— What is being asked —
When the line containing "pub fn is_destroyed(&self)" appears in the data below, begin copying there and stop only after the line containing "pub fn bitmap(&self)".

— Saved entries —
▼
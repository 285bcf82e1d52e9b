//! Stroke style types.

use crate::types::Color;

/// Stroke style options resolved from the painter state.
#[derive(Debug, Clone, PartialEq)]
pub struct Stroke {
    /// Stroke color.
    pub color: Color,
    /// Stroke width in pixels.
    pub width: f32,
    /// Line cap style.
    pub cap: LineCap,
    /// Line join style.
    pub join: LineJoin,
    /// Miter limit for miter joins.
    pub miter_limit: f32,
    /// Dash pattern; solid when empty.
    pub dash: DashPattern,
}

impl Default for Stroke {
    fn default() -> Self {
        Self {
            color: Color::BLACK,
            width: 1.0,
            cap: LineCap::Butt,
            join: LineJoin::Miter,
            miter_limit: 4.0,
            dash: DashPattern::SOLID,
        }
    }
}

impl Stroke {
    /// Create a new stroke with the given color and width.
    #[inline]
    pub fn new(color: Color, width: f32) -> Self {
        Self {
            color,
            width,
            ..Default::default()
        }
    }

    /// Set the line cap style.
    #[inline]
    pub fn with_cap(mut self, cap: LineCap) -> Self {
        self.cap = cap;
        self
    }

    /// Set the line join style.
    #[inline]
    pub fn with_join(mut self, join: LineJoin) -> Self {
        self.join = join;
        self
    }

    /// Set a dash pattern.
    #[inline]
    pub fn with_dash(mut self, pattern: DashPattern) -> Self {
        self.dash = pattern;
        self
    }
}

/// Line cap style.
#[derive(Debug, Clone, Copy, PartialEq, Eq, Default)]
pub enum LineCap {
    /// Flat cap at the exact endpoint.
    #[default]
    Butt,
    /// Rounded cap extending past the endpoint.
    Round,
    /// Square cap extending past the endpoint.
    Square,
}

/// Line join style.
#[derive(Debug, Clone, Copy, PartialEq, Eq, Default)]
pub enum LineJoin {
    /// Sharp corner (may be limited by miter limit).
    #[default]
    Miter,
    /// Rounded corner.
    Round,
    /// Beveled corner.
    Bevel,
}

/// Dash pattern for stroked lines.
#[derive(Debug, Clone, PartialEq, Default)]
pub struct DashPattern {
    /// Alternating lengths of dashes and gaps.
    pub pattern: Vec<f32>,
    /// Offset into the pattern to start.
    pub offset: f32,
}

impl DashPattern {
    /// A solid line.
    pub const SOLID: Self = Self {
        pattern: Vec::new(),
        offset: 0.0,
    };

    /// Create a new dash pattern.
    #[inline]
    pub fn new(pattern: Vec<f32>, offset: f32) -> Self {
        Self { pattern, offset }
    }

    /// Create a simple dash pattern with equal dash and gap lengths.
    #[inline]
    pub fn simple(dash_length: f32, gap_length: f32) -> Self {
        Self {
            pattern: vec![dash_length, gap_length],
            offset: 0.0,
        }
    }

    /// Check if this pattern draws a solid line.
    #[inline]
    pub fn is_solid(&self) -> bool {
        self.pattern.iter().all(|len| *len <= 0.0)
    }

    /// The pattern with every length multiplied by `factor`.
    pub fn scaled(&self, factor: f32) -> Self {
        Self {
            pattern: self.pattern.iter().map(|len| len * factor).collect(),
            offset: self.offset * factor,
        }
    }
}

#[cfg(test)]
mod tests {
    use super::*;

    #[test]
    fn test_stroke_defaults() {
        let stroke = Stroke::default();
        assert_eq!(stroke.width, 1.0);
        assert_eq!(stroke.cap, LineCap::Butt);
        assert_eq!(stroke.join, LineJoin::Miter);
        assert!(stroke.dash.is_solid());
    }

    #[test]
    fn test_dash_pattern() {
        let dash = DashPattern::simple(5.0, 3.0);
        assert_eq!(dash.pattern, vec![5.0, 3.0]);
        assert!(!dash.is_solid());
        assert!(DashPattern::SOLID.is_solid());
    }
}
▲
▼
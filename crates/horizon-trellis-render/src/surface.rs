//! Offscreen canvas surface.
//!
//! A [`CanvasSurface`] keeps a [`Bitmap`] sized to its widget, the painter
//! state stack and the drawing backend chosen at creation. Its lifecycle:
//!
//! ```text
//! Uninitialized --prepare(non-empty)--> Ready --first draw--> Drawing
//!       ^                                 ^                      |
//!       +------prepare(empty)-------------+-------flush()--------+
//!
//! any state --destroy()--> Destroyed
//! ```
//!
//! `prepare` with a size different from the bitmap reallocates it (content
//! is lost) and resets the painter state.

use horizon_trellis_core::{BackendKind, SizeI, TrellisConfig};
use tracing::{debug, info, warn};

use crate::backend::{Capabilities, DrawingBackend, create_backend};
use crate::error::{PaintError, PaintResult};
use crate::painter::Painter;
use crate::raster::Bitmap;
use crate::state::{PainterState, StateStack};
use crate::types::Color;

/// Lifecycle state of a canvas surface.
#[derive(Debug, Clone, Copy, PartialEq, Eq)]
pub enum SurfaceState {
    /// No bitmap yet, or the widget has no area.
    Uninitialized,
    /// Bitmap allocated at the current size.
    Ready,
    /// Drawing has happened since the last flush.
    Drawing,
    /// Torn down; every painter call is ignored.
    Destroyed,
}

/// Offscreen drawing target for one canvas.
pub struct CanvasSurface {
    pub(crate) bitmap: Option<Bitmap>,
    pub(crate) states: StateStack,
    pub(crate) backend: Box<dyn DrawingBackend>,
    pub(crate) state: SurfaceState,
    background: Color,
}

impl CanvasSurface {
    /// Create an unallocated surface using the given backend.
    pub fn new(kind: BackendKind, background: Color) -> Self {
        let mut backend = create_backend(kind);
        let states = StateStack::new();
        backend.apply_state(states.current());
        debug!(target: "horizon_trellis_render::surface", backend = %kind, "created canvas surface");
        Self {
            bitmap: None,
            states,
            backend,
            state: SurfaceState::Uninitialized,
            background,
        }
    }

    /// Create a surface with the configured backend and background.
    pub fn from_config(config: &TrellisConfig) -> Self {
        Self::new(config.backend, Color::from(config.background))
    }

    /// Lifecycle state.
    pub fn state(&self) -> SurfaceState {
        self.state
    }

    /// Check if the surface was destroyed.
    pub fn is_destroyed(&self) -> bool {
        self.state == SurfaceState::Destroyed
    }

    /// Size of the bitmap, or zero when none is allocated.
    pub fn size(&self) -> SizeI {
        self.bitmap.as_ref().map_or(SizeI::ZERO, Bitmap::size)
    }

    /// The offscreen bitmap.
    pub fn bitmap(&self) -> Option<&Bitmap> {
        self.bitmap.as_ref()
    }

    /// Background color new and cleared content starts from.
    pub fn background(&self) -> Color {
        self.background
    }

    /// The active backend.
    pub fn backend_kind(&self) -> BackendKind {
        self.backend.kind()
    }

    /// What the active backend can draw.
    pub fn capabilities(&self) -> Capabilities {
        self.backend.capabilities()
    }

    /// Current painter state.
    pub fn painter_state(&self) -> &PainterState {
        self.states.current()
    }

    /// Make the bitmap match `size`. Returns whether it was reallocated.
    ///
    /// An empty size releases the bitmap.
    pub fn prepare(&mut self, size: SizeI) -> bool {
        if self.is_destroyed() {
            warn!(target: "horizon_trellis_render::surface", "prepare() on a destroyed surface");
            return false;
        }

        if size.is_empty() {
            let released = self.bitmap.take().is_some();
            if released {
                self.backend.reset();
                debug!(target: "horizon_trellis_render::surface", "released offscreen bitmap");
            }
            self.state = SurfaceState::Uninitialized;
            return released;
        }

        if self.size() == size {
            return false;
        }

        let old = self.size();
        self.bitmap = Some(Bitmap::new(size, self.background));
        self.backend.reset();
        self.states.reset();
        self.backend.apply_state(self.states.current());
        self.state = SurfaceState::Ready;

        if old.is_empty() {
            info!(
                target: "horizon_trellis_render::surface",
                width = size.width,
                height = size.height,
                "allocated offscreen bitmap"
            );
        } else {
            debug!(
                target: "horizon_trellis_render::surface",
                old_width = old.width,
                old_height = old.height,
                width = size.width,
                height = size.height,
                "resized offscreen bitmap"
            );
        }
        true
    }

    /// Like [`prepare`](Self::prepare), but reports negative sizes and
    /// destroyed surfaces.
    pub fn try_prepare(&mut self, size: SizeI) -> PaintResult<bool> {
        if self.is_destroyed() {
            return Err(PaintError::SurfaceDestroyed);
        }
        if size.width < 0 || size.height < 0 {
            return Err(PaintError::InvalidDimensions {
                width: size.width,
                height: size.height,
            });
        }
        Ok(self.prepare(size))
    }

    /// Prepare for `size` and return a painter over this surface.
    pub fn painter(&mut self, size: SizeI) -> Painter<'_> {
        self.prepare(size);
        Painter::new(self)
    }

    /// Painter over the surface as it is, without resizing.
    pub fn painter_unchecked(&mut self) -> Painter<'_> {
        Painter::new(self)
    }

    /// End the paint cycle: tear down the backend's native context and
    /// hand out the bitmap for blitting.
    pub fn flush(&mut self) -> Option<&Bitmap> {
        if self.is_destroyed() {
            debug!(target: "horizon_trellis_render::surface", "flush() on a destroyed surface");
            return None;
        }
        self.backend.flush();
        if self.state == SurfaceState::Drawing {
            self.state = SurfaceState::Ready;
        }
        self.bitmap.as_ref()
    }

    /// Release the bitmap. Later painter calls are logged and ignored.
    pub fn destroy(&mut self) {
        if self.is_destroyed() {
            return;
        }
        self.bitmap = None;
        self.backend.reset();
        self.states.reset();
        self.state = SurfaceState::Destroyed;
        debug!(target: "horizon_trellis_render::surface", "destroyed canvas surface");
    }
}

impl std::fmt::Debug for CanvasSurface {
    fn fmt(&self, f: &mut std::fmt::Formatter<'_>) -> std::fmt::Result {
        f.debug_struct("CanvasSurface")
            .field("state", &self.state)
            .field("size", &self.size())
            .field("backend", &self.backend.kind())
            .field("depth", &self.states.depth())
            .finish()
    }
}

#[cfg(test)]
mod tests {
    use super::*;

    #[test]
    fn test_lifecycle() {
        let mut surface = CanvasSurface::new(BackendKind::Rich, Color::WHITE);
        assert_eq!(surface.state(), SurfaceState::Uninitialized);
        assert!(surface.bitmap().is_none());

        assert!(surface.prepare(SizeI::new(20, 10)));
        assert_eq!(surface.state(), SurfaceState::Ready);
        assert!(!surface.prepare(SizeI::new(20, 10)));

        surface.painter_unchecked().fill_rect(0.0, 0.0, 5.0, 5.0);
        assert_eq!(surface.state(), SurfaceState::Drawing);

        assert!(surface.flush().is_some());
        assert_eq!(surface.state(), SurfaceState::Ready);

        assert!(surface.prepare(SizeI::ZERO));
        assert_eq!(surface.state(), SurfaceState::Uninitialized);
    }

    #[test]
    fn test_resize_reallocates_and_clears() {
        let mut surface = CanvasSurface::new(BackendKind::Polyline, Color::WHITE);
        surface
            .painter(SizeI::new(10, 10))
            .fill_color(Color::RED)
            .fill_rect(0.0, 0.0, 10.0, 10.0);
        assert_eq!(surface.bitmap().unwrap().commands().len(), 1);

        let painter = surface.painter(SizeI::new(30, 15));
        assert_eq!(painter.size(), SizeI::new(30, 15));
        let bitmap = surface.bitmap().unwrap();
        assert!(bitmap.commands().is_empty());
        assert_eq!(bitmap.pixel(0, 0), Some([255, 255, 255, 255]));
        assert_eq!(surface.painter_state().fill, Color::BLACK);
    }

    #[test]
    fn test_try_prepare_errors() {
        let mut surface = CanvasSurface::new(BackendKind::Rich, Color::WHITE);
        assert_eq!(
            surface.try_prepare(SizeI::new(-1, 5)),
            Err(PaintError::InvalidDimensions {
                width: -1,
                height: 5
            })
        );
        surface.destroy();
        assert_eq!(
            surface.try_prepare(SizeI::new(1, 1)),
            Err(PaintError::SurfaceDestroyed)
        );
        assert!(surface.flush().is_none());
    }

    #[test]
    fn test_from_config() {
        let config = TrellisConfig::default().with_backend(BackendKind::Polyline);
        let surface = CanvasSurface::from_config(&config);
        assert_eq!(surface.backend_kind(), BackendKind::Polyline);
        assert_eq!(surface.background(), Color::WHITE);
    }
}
▲
▼
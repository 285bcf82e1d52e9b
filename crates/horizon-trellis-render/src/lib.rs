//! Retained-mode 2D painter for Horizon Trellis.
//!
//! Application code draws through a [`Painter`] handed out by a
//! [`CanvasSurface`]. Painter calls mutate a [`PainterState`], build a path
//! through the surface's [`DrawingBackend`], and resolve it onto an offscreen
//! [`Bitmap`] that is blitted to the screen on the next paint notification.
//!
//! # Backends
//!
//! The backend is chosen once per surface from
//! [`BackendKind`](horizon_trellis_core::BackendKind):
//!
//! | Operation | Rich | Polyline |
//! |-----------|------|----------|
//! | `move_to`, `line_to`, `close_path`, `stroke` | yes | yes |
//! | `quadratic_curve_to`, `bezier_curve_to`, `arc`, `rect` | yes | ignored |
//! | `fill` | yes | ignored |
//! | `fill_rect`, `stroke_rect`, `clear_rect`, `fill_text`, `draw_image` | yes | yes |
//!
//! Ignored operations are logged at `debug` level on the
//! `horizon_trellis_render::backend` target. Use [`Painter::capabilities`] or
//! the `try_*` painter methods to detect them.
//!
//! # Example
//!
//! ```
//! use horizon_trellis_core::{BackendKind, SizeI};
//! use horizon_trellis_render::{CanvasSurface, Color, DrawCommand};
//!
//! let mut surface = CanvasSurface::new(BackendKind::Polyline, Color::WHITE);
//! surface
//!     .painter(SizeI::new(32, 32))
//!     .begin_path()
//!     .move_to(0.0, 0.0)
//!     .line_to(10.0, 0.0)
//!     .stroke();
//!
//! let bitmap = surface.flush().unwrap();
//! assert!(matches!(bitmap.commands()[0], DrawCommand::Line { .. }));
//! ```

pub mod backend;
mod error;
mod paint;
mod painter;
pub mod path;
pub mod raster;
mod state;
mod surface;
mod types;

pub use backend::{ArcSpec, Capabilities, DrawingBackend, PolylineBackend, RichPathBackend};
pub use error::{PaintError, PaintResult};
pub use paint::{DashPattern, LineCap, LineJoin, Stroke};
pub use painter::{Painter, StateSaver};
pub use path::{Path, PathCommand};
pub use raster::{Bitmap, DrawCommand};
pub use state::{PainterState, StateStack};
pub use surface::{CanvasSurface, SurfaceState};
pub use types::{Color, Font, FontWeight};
▲
— Response area —
    pub fn is_destroyed(&self) -> bool {
        self.state == SurfaceState::Destroyed
    }

    /// Size of the bitmap, or zero when none is allocated.
    pub fn size(&self) -> SizeI {
        self.bitmap.as_ref().map_or(SizeI::ZERO, Bitmap::size)
    }

    /// The offscreen bitmap.
    pub fn bitmap(&self) -> Option<&Bitmap> {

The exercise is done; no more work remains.